2014 Fiscal Year Research-status Report
哺乳類のフリーズドライ精子における高温耐性獲得に関する研究
Project/Area Number |
25430188
|
Research Institution | Asahikawa Medical College |
Principal Investigator |
日下部 博一 旭川医科大学, 医学部, 准教授 (60344579)
|
Project Period (FY) |
2013-04-01 – 2016-03-31
|
Keywords | アルカリ性 / 水素イオン濃度 / 染色体異常 / コメットアッセイ / フリーズドライ精子 / DNAダメージ / 受精卵 / 発生 |
Outline of Annual Research Achievements |
研究初年度(平成25年度)において、フリーズドライ精子の室温長期保存(1か月以上)を可能にする条件を短期間で探す方法として、フリーズドライ精子を極端に高い温度(50℃)で3日間処理し、コメットアッセイと受精卵の染色体分析法で精子のDNAダメージを調べた。その結果、フリーズドライ精子を作製するときに使用する精子処理液(ETBS: 50 mM EGTA + 100 mM トリス緩衝液)のpHを水酸化ナトリウムの添加によって高めると、高温処理(50℃、3日間)したフリーズドライ精子のDNA(染色体)ダメージが抑制されることが示唆されたことから、平成26年度ではさらに多くの受精卵を用いて染色体分析し、それぞれのpH(5.0、7.4、7.7、8.0、8.2、8.4)ごとに高温処理による染色体異常の誘発率を確定した。高温処理による染色体ダメージをもつ受精卵の頻度は、pH 5.0からpH7.7において100%から56%にまで減少し、弱アルカリ性域のpH8.0以上ではほぼ一定の頻度(pH8.0~8.4で24%~26%)となった。一方、冷蔵(4℃、3日間)したフリーズドライ精子から作製した受精卵では、pH 5.0からpH7.7において99%から31%にまで減少し、pH8.0~8.4ではほぼ一定の頻度(14%~17%)となった。

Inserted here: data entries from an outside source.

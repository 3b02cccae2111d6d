//! Periodic scan for expiring documents and overdue remediations.
//!
//! Spawns a background task that queues notifications for employee
//! documents nearing (or past) their validity date and for open
//! remediations past their due date. Every notification carries a per-day
//! dedup key, so running the scan repeatedly, or on several server
//! instances at once, queues each notice at most once per day.

use std::time::Duration;

use chrono::Utc;
use futures::TryStreamExt;
use grua_core::expiry::{
    classify_expiry, document_dedup_key, document_message, overdue_dedup_key,
    NOTIFICATION_REMEDIATION_OVERDUE,
};
use grua_core::types::Date;
use grua_db::models::notification::NewNotification;
use grua_db::repositories::{DocumentRepo, NotificationRepo, RemediationRepo};
use sqlx::PgPool;
use tokio_util::sync::CancellationToken;

use crate::config::ExpiryScanConfig;

/// Counts from one scan pass.
#[derive(Debug, Default, Clone, Copy, PartialEq, Eq)]
pub struct ScanOutcome {
    /// Documents inside the lookahead window or already expired.
    pub documents_flagged: usize,
    /// Open remediations past their due date with a responsible party.
    pub remediations_flagged: usize,
    /// Notifications actually inserted (the rest were deduplicated).
    pub notifications_queued: usize,
}

/// Run one scan pass as of `today`.
pub async fn scan_once(
    pool: &PgPool,
    today: Date,
    lookahead_days: i64,
) -> Result<ScanOutcome, sqlx::Error> {
    let mut outcome = ScanOutcome::default();

    let horizon = today + chrono::Duration::days(lookahead_days);
    let mut documents = DocumentRepo::stream_expiring_before(pool, horizon);
    while let Some(doc) = documents.try_next().await? {
        let Some(valid_until) = doc.valid_until else {
            continue;
        };
        let Some(state) = classify_expiry(valid_until, today, lookahead_days) else {
            continue;
        };
        outcome.documents_flagged += 1;

        let (title, message) = document_message(&doc.name, valid_until, state);
        let notification = NewNotification {
            user_id: doc.employee_id,
            kind: state.notification_kind(),
            title,
            message,
            dedup_key: Some(document_dedup_key(doc.id, today)),
        };
        if NotificationRepo::insert_deduped(pool, &notification).await? {
            outcome.notifications_queued += 1;
        }
    }
    drop(documents);

    let mut overdue = RemediationRepo::stream_overdue(pool, today);
    while let Some(task) = overdue.try_next().await? {
        let (Some(user_id), Some(due_date)) = (task.responsible_party_id, task.due_date) else {
            continue;
        };
        outcome.remediations_flagged += 1;

        let notification = NewNotification {
            user_id,
            kind: NOTIFICATION_REMEDIATION_OVERDUE,
            title: format!("Overdue: {}", task.item_description),
            message: format!(
                "The remediation raised on {} was due {}. Action plan: {}",
                task.inspection_date, due_date, task.action_plan
            ),
            dedup_key: Some(overdue_dedup_key(task.id, today)),
        };
        if NotificationRepo::insert_deduped(pool, &notification).await? {
            outcome.notifications_queued += 1;
        }
    }

    Ok(outcome)
}

/// Scan every `config.interval_secs` (first pass immediately) until
/// `cancel` fires. Failed passes are logged and retried on the next tick.
pub async fn run(pool: PgPool, config: ExpiryScanConfig, cancel: CancellationToken) {
    let ExpiryScanConfig {
        lookahead_days,
        interval_secs,
    } = config;

    tracing::info!(lookahead_days, interval_secs, "Expiry scan job started");

    let mut interval = tokio::time::interval(Duration::from_secs(interval_secs));

    loop {
        tokio::select! {
            _ = cancel.cancelled() => {
                tracing::info!("Expiry scan job stopping");
                break;
            }
            _ = interval.tick() => {
                let today = Utc::now().date_naive();
                match scan_once(&pool, today, lookahead_days).await {
                    Ok(outcome) if outcome.notifications_queued > 0 => {
                        tracing::info!(
                            documents = outcome.documents_flagged,
                            remediations = outcome.remediations_flagged,
                            queued = outcome.notifications_queued,
                            "Expiry scan: notifications queued"
                        );
                    }
                    Ok(_) => {
                        tracing::debug!("Expiry scan: nothing new to notify");
                    }
                    Err(e) => {
                        tracing::error!(error = %e, "Expiry scan failed");
                    }
                }
            }
        }
    }
}
pub mod checklist_instance;
pub mod checklist_model;
pub mod document;
pub mod health;
pub mod notification;
pub mod remediation;

use axum::routing::get;
use axum::Router;

use crate::handlers;
use crate::state::AppState;

/// Build the `/api/v1` route tree.
///
/// Route hierarchy:
///
/// ```text
/// /checklist-models                                 list, create (create: admin)
/// /checklist-models/{id}                            get, deactivate (admin)
/// /checklist-models/{id}/items                      revise items (PUT, admin)
/// /checklist-models/{id}/items/{item_id}            deactivate item (admin)
///
/// /checklist-instances                              list, materialize
/// /checklist-instances/{id}                         detail
/// /checklist-instances/{id}/violations              pending violations
/// /checklist-instances/{id}/responses/{item_id}     update response (PATCH)
/// /checklist-instances/{id}/finalize                finalize (POST)
///
/// /remediations/open                                open for a party
/// /remediations/overdue                             overdue as of a date
/// /remediations/{id}                                update resolution (PATCH)
/// /remediations/{id}/history                        status history
///
/// /sites/{site_id}/remediations                     open remediations at a site
/// /subjects/{subject_id}/checklist-stats            crane logbook statistics
///
/// /documents                                        list, register
///
/// /notifications                                    list
/// /notifications/read-all                           mark all read (POST)
/// /notifications/unread-count                       unread count
/// /notifications/{id}/read                          mark read (POST)
/// ```
pub fn api_routes() -> Router<AppState> {
    Router::new()
        .nest("/checklist-models", checklist_model::router())
        .nest("/checklist-instances", checklist_instance::router())
        .nest("/remediations", remediation::router())
        .route(
            "/sites/{site_id}/remediations",
            get(handlers::remediation::list_open_by_site),
        )
        .route(
            "/subjects/{subject_id}/checklist-stats",
            get(handlers::checklist_instance::subject_stats),
        )
        .nest("/documents", document::router())
        .nest("/notifications", notification::router())
}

どのpHにおいても高温処理したフリーズドライ精子は冷蔵したものと比べて高い染色体異常誘発頻度を示したが、pH8.0とpH8.2においては両保存温度間で誘発頻度に有意差はなかった(P≧0.05)。 なお、弱アルカリ性のpH 8.4で作製したフリーズドライ精子を室温(28℃)で8か月間置いた場合、その精子を注入された受精卵の28%が妊娠18日目の正常胎仔にまで発生できることを確認した。この頻度(28%)は冷蔵で8か月間保存したフリーズドライ精子を用いた場合(55%)のほぼ半分であり、高温処理の染色体分析の結果を反映していた。
|
Current Status of Research Progress |
Current Status of Research Progress
3: Progress in research has been slightly delayed.
Reason
平成26年度では、弱酸性~弱アルカリ性のフリーズドライ精子作製用溶液(ETBS)で作製したフリーズドライ精子を高温で短期間処理し、コメットアッセイと染色体分析の結果を確定した。さらに、高温処理に最も強かったpH条件でフリーズドライ精子を作製し、室温長期保存(28℃、8か月間)した。その精子から作製した受精卵の着床後の発生能を確認できた。しかし、室温保存後の染色体分析が現時点で終了していないことと、低いpHで作製したフリーズドライ精子のDNAはなぜ高温処理によるダメージを受けやすいのかについては調べることができなかったことから、予定よりもやや遅れていると判断した。
|
Strategy for Future Research Activity |
水酸化ナトリウム以外の薬剤でpHを調整したフリーズドライ用溶液を用いると、どのような結果が得られるのかを高温処理(50℃、3日間)で調べ、これまでの結果と比べる。高温に対してより強い条件を獲得したと思われる条件でフリーズドライ精子を作製し、それらのサンプルを冷蔵(1か月以上)~40℃(1か月)~冷蔵(1か月以上)というように、高温条件を間に入れて保存する。この保存方法は、夏季の災害や事故などによる停電が1か月間続いた後、復旧したことを想定している。そのフリーズドライ精子を用いて作製した受精卵の染色体分析および発生能を調べるのが今後の主な課題である。また本年度は、10年前に冷蔵を開始したフリーズドライ精子を用いて受精卵の染色体分析と発生能の解析を行う予定である。低いpHで作製したフリーズドライ精子のDNAはなぜ高温処理によるダメージを受けやすいのかについては、本研究とは別の機会で解決すべき課題かもしれない。しかし、低pH依存性のDNA分解酵素の関与や、低pHと温度に依存した活性酸素分子種の生成の可能性などを視野に入れ、フリーズドライ用溶液に各種イオンや各種キレート剤などを含ませるなど、DNAダメージを抑制するためのアプローチを試みたい。